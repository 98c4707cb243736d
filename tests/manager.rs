use std::sync::Arc;
use std::sync::atomic::{AtomicUsize, Ordering};
use std::thread;
use std::time::{Duration, Instant};

use embedded_graphics::pixelcolor::Rgb888;
use embedded_graphics::prelude::RgbColor;

use enviro_display::scheduler::SchedulerConfig;
use enviro_display::sink::{MemorySink, MemorySinkHandle};
use enviro_display::{DisplayConfig, DisplayItem, DisplayManager, Frame, Phase, Renderable, RotationMode, Severity};

struct Solid {
    name: &'static str,
    color: Rgb888,
}

impl Renderable for Solid {
    fn name(&self) -> &str {
        self.name
    }

    fn render(&self) -> anyhow::Result<Frame> {
        Ok(Frame::filled(160, 80, self.color))
    }
}

struct Broken;

impl Renderable for Broken {
    fn name(&self) -> &str {
        "broken"
    }

    fn render(&self) -> anyhow::Result<Frame> {
        anyhow::bail!("sensor bus gone")
    }
}

/// Counts its renders and asks to be redrawn every 20 ms.
struct Ticker {
    renders: Arc<AtomicUsize>,
}

impl Renderable for Ticker {
    fn name(&self) -> &str {
        "ticker"
    }

    fn render(&self) -> anyhow::Result<Frame> {
        let n = self.renders.fetch_add(1, Ordering::SeqCst);
        Ok(Frame::filled(160, 80, Rgb888::new(0, 0, (n % 200) as u8 + 1)))
    }

    fn refresh_interval(&self) -> Option<Duration> {
        Some(Duration::from_millis(20))
    }
}

fn solid(name: &'static str, color: Rgb888) -> Arc<dyn Renderable> {
    Arc::new(Solid { name, color })
}

fn fast_config() -> DisplayConfig {
    DisplayConfig {
        tick: Duration::from_millis(10),
        idle_wait: Duration::from_millis(20),
        refresh_interval: Duration::from_millis(50),
        probe_backoff_initial: Duration::from_millis(20),
        probe_backoff_max: Duration::from_millis(100),
        shutdown_timeout: Duration::from_secs(2),
        scheduler: SchedulerConfig {
            fade_duration: Duration::ZERO,
            warmup: Duration::ZERO,
            ..SchedulerConfig::default()
        },
        ..DisplayConfig::default()
    }
}

fn start() -> (DisplayManager, MemorySinkHandle) {
    let (sink, handle) = MemorySink::new();
    (DisplayManager::start(fast_config(), Box::new(sink)), handle)
}

fn wait_until(what: &str, mut condition: impl FnMut() -> bool) {
    let deadline = Instant::now() + Duration::from_secs(3);
    while !condition() {
        assert!(Instant::now() < deadline, "timed out waiting for {what}");
        thread::sleep(Duration::from_millis(5));
    }
}

fn shows(handle: &MemorySinkHandle, color: Rgb888) -> bool {
    handle.frames().iter().any(|f| f.pixel(0, 0) == Some(color))
}

#[test]
fn test_items_reach_the_sink() {
    let (manager, sink) = start();
    manager.enqueue(DisplayItem::new(solid("red", Rgb888::RED)));
    wait_until("red frame", || shows(&sink, Rgb888::RED));
    assert_eq!(manager.phase(), Phase::Rotating);
    assert!(manager.status().sink_available);
}

#[test]
fn test_show_splash_does_not_wait_for_the_sink() {
    let (manager, sink) = start();
    sink.set_write_delay(Duration::from_millis(200));
    manager.enqueue(DisplayItem::new(solid("red", Rgb888::RED)));
    wait_until("first slow write", || sink.frame_count() > 0);

    let started = Instant::now();
    assert!(manager.show_splash(solid("splash", Rgb888::BLUE), Duration::from_secs(1), Duration::ZERO));
    assert!(started.elapsed() < Duration::from_millis(50));
}

#[test]
fn test_concurrent_enqueue_keeps_every_item() {
    let (manager, _sink) = start();
    let manager = Arc::new(manager);
    let producers: Vec<_> = (0..4)
        .map(|_| {
            let manager = manager.clone();
            thread::spawn(move || {
                for _ in 0..25 {
                    manager.enqueue(DisplayItem::new(solid("p", Rgb888::GREEN)));
                }
            })
        })
        .collect();
    for producer in producers {
        producer.join().expect("producer panicked");
    }

    let handles = manager.handles();
    assert_eq!(handles.len(), 100);
    assert!(handles.windows(2).all(|w| w[0].id() < w[1].id()));
    assert_eq!(manager.status().queue_len, 100);
}

#[test]
fn test_sink_failure_is_absorbed_and_recovers() {
    let (manager, sink) = start();
    manager.enqueue(DisplayItem::new(solid("red", Rgb888::RED)));
    wait_until("first frame", || sink.frame_count() > 0);

    sink.set_fail_writes(true);
    sink.set_fail_probe(true);
    wait_until("write failure", || manager.status().write_failures > 0);
    assert!(!manager.status().sink_available);

    let before = sink.frame_count();
    for _ in 0..5 {
        manager.enqueue(DisplayItem::new(solid("green", Rgb888::GREEN)));
    }
    assert_eq!(manager.status().queue_len, 6);
    thread::sleep(Duration::from_millis(100));
    assert_eq!(sink.frame_count(), before);

    sink.set_fail_writes(false);
    sink.set_fail_probe(false);
    wait_until("writes to resume", || sink.frame_count() > before);
    wait_until("sink to be marked available", || manager.status().sink_available);
}

#[test]
fn test_broken_panel_stays_queued_and_others_render() {
    let (manager, sink) = start();
    let short = Duration::from_millis(40);
    manager.enqueue(DisplayItem::new(Arc::new(Broken)).with_duration(short));
    manager.enqueue(DisplayItem::new(solid("red", Rgb888::RED)).with_duration(short));

    wait_until("render failure", || manager.status().render_failures > 0);
    wait_until("red frame", || shows(&sink, Rgb888::RED));
    assert_eq!(manager.status().queue_len, 2);
}

#[test]
fn test_critical_error_preempts_rotation() {
    let (manager, sink) = start();
    manager.enqueue(DisplayItem::new(solid("red", Rgb888::RED)));
    wait_until("red frame", || shows(&sink, Rgb888::RED));

    let handle = manager.report_error("MQTT broker unreachable", Severity::Critical);
    assert!(handle.is_some());
    let status = manager.status();
    assert_eq!(status.phase, Phase::ErrorOverlay);
    assert_eq!(status.error.as_deref(), Some("MQTT broker unreachable"));

    let before = sink.frame_count();
    wait_until("error frame", || {
        sink.frame_count() > before && sink.last_frame().is_some_and(|f| f.pixel(0, 0) != Some(Rgb888::RED))
    });

    assert!(manager.resolve_error());
    assert_eq!(manager.phase(), Phase::Rotating);
    wait_until("rotation to come back", || sink.last_frame().is_some_and(|f| f.pixel(0, 0) == Some(Rgb888::RED)));
}

#[test]
fn test_shutdown_is_bounded_and_blanks_the_display() {
    let (manager, sink) = start();
    manager.enqueue(DisplayItem::new(solid("red", Rgb888::RED)));
    wait_until("red frame", || shows(&sink, Rgb888::RED));

    let started = Instant::now();
    assert!(manager.shutdown());
    assert!(started.elapsed() < Duration::from_secs(2));
    assert!(sink.last_frame().is_some_and(|f| f.is_black()));

    // A second call is a no-op.
    assert!(manager.shutdown());
}

#[test]
fn test_disabled_display_never_touches_the_sink() {
    let (sink, handle) = MemorySink::new();
    let config = DisplayConfig {
        enabled: false,
        ..fast_config()
    };
    let manager = DisplayManager::start(config, Box::new(sink));
    manager.enqueue(DisplayItem::new(solid("red", Rgb888::RED)));
    manager.trigger_tap();

    assert_eq!(manager.phase(), Phase::Disabled);
    assert_eq!(manager.status().queue_len, 1);
    thread::sleep(Duration::from_millis(50));
    assert_eq!(handle.probe_count(), 0);
    assert_eq!(handle.frame_count(), 0);
}

#[test]
fn test_failed_probe_at_start_disables_display() {
    let (sink, handle) = MemorySink::new();
    handle.set_fail_probe(true);
    let manager = DisplayManager::start(fast_config(), Box::new(sink));
    wait_until("disabled phase", || manager.phase() == Phase::Disabled);

    manager.enqueue(DisplayItem::new(solid("red", Rgb888::RED)));
    assert_eq!(handle.probe_count(), 1);
    assert_eq!(handle.frame_count(), 0);
    assert!(manager.shutdown());
}

#[test]
fn test_stuck_write_times_out_and_shutdown_stays_bounded() {
    let (sink, handle) = MemorySink::new();
    let config = DisplayConfig {
        write_timeout: Duration::from_millis(100),
        ..fast_config()
    };
    let manager = DisplayManager::start(config, Box::new(sink));
    manager.enqueue(DisplayItem::new(solid("red", Rgb888::RED)));
    wait_until("red frame", || shows(&handle, Rgb888::RED));

    handle.set_write_delay(Duration::from_secs(3));
    manager.report_error("mqtt offline", Severity::Critical);
    wait_until("timed out write to count as a failure", || manager.status().write_failures > 0);
    let status = manager.status();
    assert_eq!(status.phase, Phase::ErrorOverlay);
    assert!(!status.sink_available);

    let started = Instant::now();
    assert!(manager.shutdown());
    assert!(started.elapsed() < Duration::from_secs(1), "shutdown took {:?}", started.elapsed());
}

#[test]
fn test_write_failure_mid_fade_lands_on_the_target_at_full_colour() {
    let (sink, handle) = MemorySink::new();
    let mut config = fast_config();
    config.scheduler.fade_duration = Duration::from_secs(2);
    let manager = DisplayManager::start(config, Box::new(sink));
    manager.set_mode(RotationMode::Manual);
    manager.enqueue(DisplayItem::new(solid("red", Rgb888::RED)));
    manager.enqueue(DisplayItem::new(solid("green", Rgb888::GREEN)));
    wait_until("red at full colour", || shows(&handle, Rgb888::RED));
    wait_until("fade-in to finish", || !manager.status().fading);

    handle.set_fail_writes(true);
    let advanced = Instant::now();
    manager.advance();
    wait_until("fade to be abandoned", || {
        let status = manager.status();
        status.write_failures > 0 && !status.fading
    });
    assert!(advanced.elapsed() < Duration::from_millis(1500), "fade ran its full course");

    let before = handle.frame_count();
    handle.set_fail_writes(false);
    wait_until("writes to resume", || handle.frame_count() > before);
    let after = handle.frames();
    assert!(after[before..].iter().all(|f| f.pixel(0, 0) == Some(Rgb888::GREEN)));
}

#[test]
fn test_animated_panel_is_redrawn_at_its_own_pace() {
    let (sink, _handle) = MemorySink::new();
    let config = DisplayConfig {
        idle_wait: Duration::from_secs(1),
        refresh_interval: Duration::from_secs(1),
        ..fast_config()
    };
    let manager = DisplayManager::start(config, Box::new(sink));
    let renders = Arc::new(AtomicUsize::new(0));
    manager.enqueue(DisplayItem::new(Arc::new(Ticker { renders: renders.clone() })));

    wait_until("first render", || renders.load(Ordering::SeqCst) > 0);
    let first = renders.load(Ordering::SeqCst);
    thread::sleep(Duration::from_millis(500));
    assert!(renders.load(Ordering::SeqCst) >= first + 5);
}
========================
From the data above, count the lines that contain "Renderable" and write only that count.

5